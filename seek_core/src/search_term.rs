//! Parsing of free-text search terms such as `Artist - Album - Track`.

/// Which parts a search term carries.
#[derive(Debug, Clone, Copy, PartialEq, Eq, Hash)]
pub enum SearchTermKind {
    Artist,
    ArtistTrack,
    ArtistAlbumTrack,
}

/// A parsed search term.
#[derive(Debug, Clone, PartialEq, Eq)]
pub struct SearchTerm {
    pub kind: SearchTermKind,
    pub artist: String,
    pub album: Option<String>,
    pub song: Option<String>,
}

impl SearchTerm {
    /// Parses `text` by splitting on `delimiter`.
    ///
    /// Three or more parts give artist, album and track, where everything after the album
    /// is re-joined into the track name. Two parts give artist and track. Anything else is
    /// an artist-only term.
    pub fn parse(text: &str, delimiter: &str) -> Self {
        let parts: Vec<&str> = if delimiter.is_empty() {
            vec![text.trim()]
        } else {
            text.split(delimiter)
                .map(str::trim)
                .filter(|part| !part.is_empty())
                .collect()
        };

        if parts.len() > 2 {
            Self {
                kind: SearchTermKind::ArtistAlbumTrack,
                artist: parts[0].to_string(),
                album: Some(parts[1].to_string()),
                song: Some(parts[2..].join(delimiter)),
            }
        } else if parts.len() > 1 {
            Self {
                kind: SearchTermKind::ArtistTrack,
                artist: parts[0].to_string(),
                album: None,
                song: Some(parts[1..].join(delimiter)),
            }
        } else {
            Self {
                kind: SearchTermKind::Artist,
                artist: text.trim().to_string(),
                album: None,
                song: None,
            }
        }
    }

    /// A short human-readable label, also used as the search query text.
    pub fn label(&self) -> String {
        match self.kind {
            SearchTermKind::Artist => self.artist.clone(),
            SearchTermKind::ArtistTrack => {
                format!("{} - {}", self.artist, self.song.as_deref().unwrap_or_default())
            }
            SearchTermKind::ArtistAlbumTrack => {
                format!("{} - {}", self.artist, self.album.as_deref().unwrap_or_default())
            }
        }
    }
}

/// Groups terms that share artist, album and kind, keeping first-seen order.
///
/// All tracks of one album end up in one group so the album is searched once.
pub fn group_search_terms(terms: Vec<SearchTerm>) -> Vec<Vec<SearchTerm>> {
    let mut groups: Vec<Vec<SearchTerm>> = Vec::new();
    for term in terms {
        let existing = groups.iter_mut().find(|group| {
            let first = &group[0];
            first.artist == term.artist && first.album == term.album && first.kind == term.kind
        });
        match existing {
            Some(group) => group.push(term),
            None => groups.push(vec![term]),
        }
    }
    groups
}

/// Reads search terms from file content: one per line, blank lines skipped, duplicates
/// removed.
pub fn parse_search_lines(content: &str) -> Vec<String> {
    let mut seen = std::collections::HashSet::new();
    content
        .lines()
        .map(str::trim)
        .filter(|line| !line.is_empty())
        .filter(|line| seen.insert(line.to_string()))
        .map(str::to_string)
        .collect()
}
---
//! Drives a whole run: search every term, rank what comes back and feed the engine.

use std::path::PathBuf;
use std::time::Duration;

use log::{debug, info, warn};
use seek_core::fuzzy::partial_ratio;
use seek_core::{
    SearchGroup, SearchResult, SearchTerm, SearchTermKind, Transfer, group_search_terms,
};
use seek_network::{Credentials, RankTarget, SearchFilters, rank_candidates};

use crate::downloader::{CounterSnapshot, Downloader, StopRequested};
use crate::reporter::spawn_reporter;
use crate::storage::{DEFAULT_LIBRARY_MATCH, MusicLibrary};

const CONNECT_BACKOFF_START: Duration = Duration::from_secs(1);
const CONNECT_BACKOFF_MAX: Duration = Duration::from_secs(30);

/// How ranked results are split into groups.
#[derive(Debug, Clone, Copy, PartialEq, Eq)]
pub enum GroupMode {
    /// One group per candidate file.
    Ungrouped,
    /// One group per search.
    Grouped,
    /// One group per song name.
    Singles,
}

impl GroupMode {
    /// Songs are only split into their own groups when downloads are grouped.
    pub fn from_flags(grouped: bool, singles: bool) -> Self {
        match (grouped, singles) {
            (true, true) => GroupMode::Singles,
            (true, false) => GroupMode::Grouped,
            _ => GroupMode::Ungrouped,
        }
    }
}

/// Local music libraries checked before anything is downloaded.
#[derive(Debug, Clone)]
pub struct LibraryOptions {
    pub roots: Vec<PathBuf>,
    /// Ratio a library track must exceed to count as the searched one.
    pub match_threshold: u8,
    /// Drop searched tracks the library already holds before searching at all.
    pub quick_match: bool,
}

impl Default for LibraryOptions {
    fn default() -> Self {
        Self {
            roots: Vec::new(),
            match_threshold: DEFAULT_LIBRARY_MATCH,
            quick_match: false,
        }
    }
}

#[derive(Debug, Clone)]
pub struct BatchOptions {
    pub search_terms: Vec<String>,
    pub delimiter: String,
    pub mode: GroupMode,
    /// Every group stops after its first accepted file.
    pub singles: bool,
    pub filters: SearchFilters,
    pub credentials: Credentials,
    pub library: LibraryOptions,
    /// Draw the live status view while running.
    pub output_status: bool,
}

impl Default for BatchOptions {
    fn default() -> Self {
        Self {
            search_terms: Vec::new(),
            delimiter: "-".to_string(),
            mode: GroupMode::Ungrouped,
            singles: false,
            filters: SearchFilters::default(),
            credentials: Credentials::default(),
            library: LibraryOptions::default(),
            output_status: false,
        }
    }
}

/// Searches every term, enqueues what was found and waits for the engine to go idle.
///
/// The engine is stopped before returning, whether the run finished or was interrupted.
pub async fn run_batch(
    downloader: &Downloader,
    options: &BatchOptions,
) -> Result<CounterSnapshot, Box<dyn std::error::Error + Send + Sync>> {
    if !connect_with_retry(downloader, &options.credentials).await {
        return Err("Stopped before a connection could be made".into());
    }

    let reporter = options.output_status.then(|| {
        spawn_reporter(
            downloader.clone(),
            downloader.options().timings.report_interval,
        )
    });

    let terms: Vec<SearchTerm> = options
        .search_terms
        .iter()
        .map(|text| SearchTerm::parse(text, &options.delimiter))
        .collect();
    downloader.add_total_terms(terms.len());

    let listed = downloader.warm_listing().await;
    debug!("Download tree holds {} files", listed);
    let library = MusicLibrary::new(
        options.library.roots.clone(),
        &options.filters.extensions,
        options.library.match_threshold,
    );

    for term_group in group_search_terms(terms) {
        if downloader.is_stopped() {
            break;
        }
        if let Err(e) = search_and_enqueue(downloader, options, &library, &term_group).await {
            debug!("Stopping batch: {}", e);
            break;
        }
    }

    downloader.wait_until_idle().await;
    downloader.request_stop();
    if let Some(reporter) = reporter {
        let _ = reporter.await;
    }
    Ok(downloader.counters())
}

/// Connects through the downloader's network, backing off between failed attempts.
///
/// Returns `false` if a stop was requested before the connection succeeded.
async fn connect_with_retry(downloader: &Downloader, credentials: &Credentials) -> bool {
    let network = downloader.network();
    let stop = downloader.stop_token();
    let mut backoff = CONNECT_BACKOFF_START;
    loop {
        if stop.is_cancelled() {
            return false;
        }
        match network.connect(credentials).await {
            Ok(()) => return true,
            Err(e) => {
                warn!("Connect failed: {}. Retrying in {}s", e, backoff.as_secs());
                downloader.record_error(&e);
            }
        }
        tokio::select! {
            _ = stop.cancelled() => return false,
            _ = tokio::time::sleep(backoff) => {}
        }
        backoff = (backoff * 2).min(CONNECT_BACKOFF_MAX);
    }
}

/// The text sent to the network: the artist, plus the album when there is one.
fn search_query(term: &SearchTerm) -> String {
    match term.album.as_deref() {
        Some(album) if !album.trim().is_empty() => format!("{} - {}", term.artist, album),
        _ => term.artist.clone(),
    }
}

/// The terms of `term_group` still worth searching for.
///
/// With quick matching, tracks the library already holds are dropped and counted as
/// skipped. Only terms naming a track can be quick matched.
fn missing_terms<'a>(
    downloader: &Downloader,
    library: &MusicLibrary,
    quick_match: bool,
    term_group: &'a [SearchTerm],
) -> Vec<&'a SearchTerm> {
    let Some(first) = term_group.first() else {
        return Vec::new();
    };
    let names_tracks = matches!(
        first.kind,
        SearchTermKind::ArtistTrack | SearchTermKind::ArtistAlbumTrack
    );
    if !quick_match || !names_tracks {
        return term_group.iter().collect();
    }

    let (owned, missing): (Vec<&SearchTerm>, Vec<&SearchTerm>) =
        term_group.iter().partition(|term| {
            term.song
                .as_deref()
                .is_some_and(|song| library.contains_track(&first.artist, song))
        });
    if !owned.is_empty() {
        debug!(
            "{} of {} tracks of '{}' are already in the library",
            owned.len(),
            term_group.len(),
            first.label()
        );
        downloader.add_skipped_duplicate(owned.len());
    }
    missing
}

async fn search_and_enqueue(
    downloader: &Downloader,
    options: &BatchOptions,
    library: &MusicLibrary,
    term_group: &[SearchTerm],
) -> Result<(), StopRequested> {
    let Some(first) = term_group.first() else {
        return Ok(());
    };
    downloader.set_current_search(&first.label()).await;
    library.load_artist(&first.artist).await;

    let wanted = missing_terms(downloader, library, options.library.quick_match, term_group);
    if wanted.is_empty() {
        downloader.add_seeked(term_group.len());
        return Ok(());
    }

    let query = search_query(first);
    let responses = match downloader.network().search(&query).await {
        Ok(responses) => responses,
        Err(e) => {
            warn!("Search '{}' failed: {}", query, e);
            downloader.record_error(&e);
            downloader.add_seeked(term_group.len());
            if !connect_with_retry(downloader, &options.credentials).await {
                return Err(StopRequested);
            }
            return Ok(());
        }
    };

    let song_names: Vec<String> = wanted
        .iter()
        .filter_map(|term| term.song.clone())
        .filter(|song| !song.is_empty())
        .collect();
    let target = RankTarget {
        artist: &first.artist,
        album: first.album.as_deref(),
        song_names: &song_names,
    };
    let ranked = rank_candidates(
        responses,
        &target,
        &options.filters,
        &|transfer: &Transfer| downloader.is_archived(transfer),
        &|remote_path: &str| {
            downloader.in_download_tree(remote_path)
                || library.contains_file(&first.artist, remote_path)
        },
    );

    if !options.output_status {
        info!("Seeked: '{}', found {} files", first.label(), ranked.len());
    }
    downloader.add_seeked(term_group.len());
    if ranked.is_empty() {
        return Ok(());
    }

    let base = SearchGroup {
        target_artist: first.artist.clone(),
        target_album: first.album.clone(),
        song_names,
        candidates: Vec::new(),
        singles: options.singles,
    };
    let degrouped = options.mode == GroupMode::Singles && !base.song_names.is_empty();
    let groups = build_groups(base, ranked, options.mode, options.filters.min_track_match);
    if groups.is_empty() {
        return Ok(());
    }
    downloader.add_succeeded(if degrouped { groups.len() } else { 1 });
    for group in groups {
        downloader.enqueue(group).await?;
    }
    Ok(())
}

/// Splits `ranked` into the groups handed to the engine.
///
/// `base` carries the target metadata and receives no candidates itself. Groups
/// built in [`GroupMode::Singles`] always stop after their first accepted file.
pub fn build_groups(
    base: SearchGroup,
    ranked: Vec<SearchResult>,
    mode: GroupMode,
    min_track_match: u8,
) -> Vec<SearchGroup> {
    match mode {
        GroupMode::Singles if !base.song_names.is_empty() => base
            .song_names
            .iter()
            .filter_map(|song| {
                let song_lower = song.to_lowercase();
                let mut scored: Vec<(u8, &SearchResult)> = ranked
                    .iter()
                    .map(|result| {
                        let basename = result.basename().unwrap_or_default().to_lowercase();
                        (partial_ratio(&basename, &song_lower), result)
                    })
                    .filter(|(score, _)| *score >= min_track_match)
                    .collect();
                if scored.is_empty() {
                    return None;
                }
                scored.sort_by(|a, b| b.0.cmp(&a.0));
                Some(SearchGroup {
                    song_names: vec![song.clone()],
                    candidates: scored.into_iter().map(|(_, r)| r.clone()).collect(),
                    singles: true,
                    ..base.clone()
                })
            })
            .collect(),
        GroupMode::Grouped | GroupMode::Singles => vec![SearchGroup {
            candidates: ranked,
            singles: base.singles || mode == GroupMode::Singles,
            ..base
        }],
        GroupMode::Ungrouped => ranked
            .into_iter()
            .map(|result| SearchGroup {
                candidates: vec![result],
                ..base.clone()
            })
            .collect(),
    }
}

**Aim of the exercise**
Give only the number of lines in the data that include the string "label".

**Response below**
5